And We said, “O Adam, dwell, you and your wife, in Paradise and eat therefrom in [ease and] abundance from wherever you will. But do not approach this tree, lest you be among the wrongdoers.”

Regarding the word “Paradise”, Muhammad Asad writes:

“Lit., “the garden”. There is a considerable difference of opinion among the commentators as     to what is meant here by “garden”: a garden in the earthly sense, or the paradise that awaits     the righteous in the life to come, or some special garden in the heavenly regions? According     to some of the earliest commentators (see Manar I, 277), an earthly abode is here alluded to     namely, an environment of perfect ease, happiness and innocence. In any case, this story of Adam is obviously one of the allegories referred to in 3:7.”

Furthermore, T.O. Shanavas writes:

“Most contemporary Muslims across the world believe that Adam and Eve were created in Paradise (Jennat-ul-Khuld) but were expelled for eating fruit from the forbidden tree in the garden.
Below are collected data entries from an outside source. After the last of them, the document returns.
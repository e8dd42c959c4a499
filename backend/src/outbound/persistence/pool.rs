//! Async connection pool for Diesel PostgreSQL connections.
//!
//! Wraps `diesel-async` and `bb8`. Checkout respects the configured timeout and
//! every failure is reported as a [`PoolError`].

use std::time::Duration;

use diesel_async::AsyncPgConnection;
use diesel_async::pooled_connection::AsyncDieselConnectionManager;
use diesel_async::pooled_connection::bb8::{Pool, PooledConnection};

/// Errors raised while building or using the pool.
#[derive(Debug, Clone, PartialEq, Eq, thiserror::Error)]
pub enum PoolError {
    #[error("failed to get connection from pool: {message}")]
    Checkout { message: String },

    #[error("failed to build connection pool: {message}")]
    Build { message: String },
}

impl PoolError {
    pub fn checkout(message: impl Into<String>) -> Self {
        Self::Checkout {
            message: message.into(),
        }
    }

    pub fn build(message: impl Into<String>) -> Self {
        Self::Build {
            message: message.into(),
        }
    }

    /// The underlying message, whichever stage failed.
    pub fn into_message(self) -> String {
        match self {
            Self::Checkout { message } | Self::Build { message } => message,
        }
    }
}

/// Pool sizing and checkout settings.
///
/// Defaults: 10 connections, 2 kept idle, 30 second checkout timeout.
///
/// ```ignore
/// let config = PoolConfig::new("postgres://localhost/flashcards")
///     .with_max_size(20)
///     .with_connection_timeout(Duration::from_secs(5));
/// ```
#[derive(Debug, Clone)]
pub struct PoolConfig {
    database_url: String,
    max_size: u32,
    min_idle: Option<u32>,
    connection_timeout: Duration,
}

impl PoolConfig {
    pub fn new(database_url: impl Into<String>) -> Self {
        Self {
            database_url: database_url.into(),
            max_size: 10,
            min_idle: Some(2),
            connection_timeout: Duration::from_secs(30),
        }
    }

    /// Set the maximum pool size. Values below one are raised to one, and
    /// the idle floor is capped at the new size.
    pub fn with_max_size(mut self, max_size: u32) -> Self {
        self.max_size = max_size.max(1);
        self.min_idle = self.min_idle.map(|idle| idle.min(self.max_size));
        self
    }

    pub fn with_min_idle(mut self, min_idle: Option<u32>) -> Self {
        self.min_idle = min_idle;
        self
    }

    pub fn with_connection_timeout(mut self, timeout: Duration) -> Self {
        self.connection_timeout = timeout;
        self
    }

    pub fn database_url(&self) -> &str {
        &self.database_url
    }
}

/// Cloneable handle to the shared pool.
#[derive(Clone)]
pub struct DbPool {
    inner: Pool<AsyncPgConnection>,
}

impl DbPool {
    /// Build the pool.
    ///
    /// # Errors
    ///
    /// Returns [`PoolError::Build`] when the pool cannot be constructed.
    pub async fn new(config: PoolConfig) -> Result<Self, PoolError> {
        let manager = AsyncDieselConnectionManager::<AsyncPgConnection>::new(&config.database_url);
        let inner = Pool::builder()
            .max_size(config.max_size)
            .min_idle(config.min_idle)
            .connection_timeout(config.connection_timeout)
            .build(manager)
            .await
            .map_err(|err| PoolError::build(err.to_string()))?;
        Ok(Self { inner })
    }

    /// Check out a connection.
    ///
    /// # Errors
    ///
    /// Returns [`PoolError::Checkout`] when no connection is available within
    /// the checkout timeout.
    pub async fn get(&self) -> Result<PooledConnection<'_, AsyncPgConnection>, PoolError> {
        self.inner
            .get()
            .await
            .map_err(|err| PoolError::checkout(err.to_string()))
    }
}
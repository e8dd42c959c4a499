//! Driving port for flashcard mutations.

use async_trait::async_trait;

use crate::domain::{Direction, Error, Flashcard, FlashcardId, Lexicon, Word, categories};

use super::fixture_timestamp;

#[async_trait]
pub trait FlashcardCommand: Send + Sync {
    /// Translate `word` and store the resulting flashcard.
    async fn create_flashcard(&self, word: &Word, direction: Direction) -> Result<Flashcard, Error>;

    /// Create up to three flashcards per category, in category then word
    /// order.
    async fn generate_for_categories(&self, categories: &[String]) -> Result<Vec<Flashcard>, Error>;

    /// Delete a flashcard; a missing id is [`crate::domain::ErrorCode::NotFound`].
    async fn delete_flashcard(&self, id: FlashcardId) -> Result<(), Error>;
}

/// Stateless command used by handler tests. Translations come from the
/// lexicon only and ids count up from 1 within a call.
#[derive(Debug, Default, Clone, Copy)]
pub struct FixtureFlashcardCommand;

fn fixture_card(id: FlashcardId, word: &str, direction: Direction) -> Result<Flashcard, Error> {
    let translation = Lexicon::global()
        .lookup(word, direction)
        .unwrap_or(word)
        .to_owned();
    Ok(Flashcard {
        id,
        word: word.to_owned(),
        translation,
        direction,
        created_at: fixture_timestamp()?,
    })
}

#[async_trait]
impl FlashcardCommand for FixtureFlashcardCommand {
    async fn create_flashcard(&self, word: &Word, direction: Direction) -> Result<Flashcard, Error> {
        fixture_card(1, word.as_ref(), direction)
    }

    async fn generate_for_categories(&self, names: &[String]) -> Result<Vec<Flashcard>, Error> {
        names
            .iter()
            .flat_map(|name| categories::words_for(name))
            .zip(1..)
            .map(|(word, id)| fixture_card(id, &word, Direction::SourceToTarget))
            .collect()
    }

    async fn delete_flashcard(&self, id: FlashcardId) -> Result<(), Error> {
        if id == 1 {
            Ok(())
        } else {
            Err(Error::not_found("Flashcard not found"))
        }
    }
}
Early Muslims carried on great debates about the location of the garden. According to the two foremost exegetes of the Quran, Ibn Kathir (died in 1372) and arRazi (died in 1209), four interpretations of the location of the garden prevailed: that the Garden was Paradise itself, that it was a separate Garden created especially for Adam and Eve, that it was located on Earth, and the view that it was best for Muslims not to be concerned with the location of the Garden. Unorthodox as it seems for our time, more reasons lead us to believe that the garden was on Earth rather than in Paradise.”

In general terms, however, this term (Paradise) refers to the Earth and its blessings.

According to “Lamp of Islam”:

Adam and his/her spouse symbolize mankind’s male and female equals

At this point (2:35) – when man and woman are asked to dwell in the garden and to ‘eat’ therefrom – we notice the sudden change of address from single form (Adam) to the dual (ADAM AND HIS/HER SPOUSE), apparently to signify the whole humanity represented by its male and female equals.

Here we cannot ignore that this reference to the two human counterparts – men and women – clearly follows a context that insures gardens for virtuous people to be fed therefrom and to dwell with their SPOUSES therein (2:25).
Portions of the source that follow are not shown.